Any advice, or just general info about keeping the f:censor:s

Thanks


----------



## daikenkai (May 24, 2007)

Theyre actually very shy fish and rather boring. :lol2: Theyre also very messy and need a BIG tank to keep them happy.


----------



## ctarry (Jan 24, 2007)

instead of red bellies (boring), look into getting a rhom (black piranha) or an Elongatus Piranha. both have to be kept as a single fish per tank. 

Both are aggressive and not too shy. not the most common fish to get hold of, but some places (especially in and around london) would be able to get them


----------



## Morgan Freeman (Jan 14, 2009)

lorrii said:


> The bf wants to get piranhas, now, don't get me wrong I know they will be in a tank, behind glass where they can't eat me.
> But there's something about keeping them as pets that makes me uneasy.
> 
> I mean, what do they eat? They have to be fussy about water, something tells me that it will be a time consuming and wallet munching hobby...
> ...


They're pussies. You could happily put your hand in the tank with em.


----------



## wils978 (Aug 24, 2008)

I had Piranhas, They all died when I was moving house . I had 8 red bellies. They're shy as anything and moreless just sit there trying to hide. You can put your hands in, as long as you haven't got a cut or blood on your hands, they're pure wuss.
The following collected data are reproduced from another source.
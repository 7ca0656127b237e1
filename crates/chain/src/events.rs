//! Typed chain event fan-out.
//!
//! All chain events travel over one broadcast channel of the sum type
//! [`ChainNotification`]; subscribers filter for the variants they care
//! about. Ordering from a single producer is preserved; slow subscribers
//! lag and miss events rather than blocking the chain.

use emerald_primitives::{Log, SealedBlock, TransactionSigned, B256};
use std::{sync::Arc, time::Duration};
use tokio::sync::broadcast;

/// Default broadcast channel capacity.
const DEFAULT_CAPACITY: usize = 2000;

/// Events emitted by the chain manager.
#[derive(Debug, Clone)]
pub enum ChainNotification {
    /// A block joined the canonical chain.
    Chain {
        /// The inserted block.
        block: Arc<SealedBlock>,
        /// Its hash.
        hash: B256,
        /// Logs the block produced.
        logs: Vec<Log>,
    },
    /// The canonical head moved to this block.
    ChainHead {
        /// The new head.
        block: Arc<SealedBlock>,
    },
    /// A valid block was stored on a side branch.
    ChainSide {
        /// The side block.
        block: Arc<SealedBlock>,
        /// Logs the block produced.
        logs: Vec<Log>,
    },
    /// Summary of one `insert_chain` run.
    ChainInsert {
        /// Blocks written.
        inserted: usize,
        /// Blocks skipped as already known.
        ignored: usize,
        /// Blocks parked in the future-blocks cache.
        queued: usize,
        /// Wall-clock time of the run.
        elapsed: Duration,
    },
    /// Transactions fell out of the canonical chain in a reorg.
    RemovedTransactions {
        /// The removed transactions.
        transactions: Vec<TransactionSigned>,
    },
    /// Logs fell out of the canonical chain in a reorg.
    RemovedLogs {
        /// The removed logs, in their original block order.
        logs: Vec<Log>,
    },
    /// A locally mined block is ready for broadcast.
    NewMinedBlock {
        /// The mined block.
        block: Arc<SealedBlock>,
    },
}

/// Broadcast sender for chain events.
///
/// Sending never blocks and never fails: with no subscribers the event is
/// dropped on the floor.
#[derive(Debug, Clone)]
pub struct EventSender {
    sender: broadcast::Sender<ChainNotification>,
}

impl EventSender {
    /// Creates a sender with the given channel capacity.
    pub fn new(capacity: usize) -> Self {
        let (sender, _) = broadcast::channel(capacity);
        Self { sender }
    }

    /// Emits an event to all current subscribers.
    pub fn notify(&self, event: ChainNotification) {
        let _ = self.sender.send(event);
    }

    /// Opens a new subscription receiving all events from this point on.
    pub fn subscribe(&self) -> broadcast::Receiver<ChainNotification> {
        self.sender.subscribe()
    }
}

impl Default for EventSender {
    fn default() -> Self {
        Self::new(DEFAULT_CAPACITY)
    }
}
Put a gold fish in alive if you like that sort of thing. They lasted 30 seconds until it was just a skull left on the sand. You can buy them alive shrimp, they love these. They have blood worm quite quickly. You can also buy stuff like Cows heart from butchers, just they're very messy fish. You'll need to keep ontop with cleaning the filters (not with tap water I might add) and keeping the sand clean. Best to get a min 180L tank or the biggest you can go. Then use fluvel external filter. Then they can be amazing for friends coming into the house, but personally I wouldn't buy them again simply because they don't do much until you put food in.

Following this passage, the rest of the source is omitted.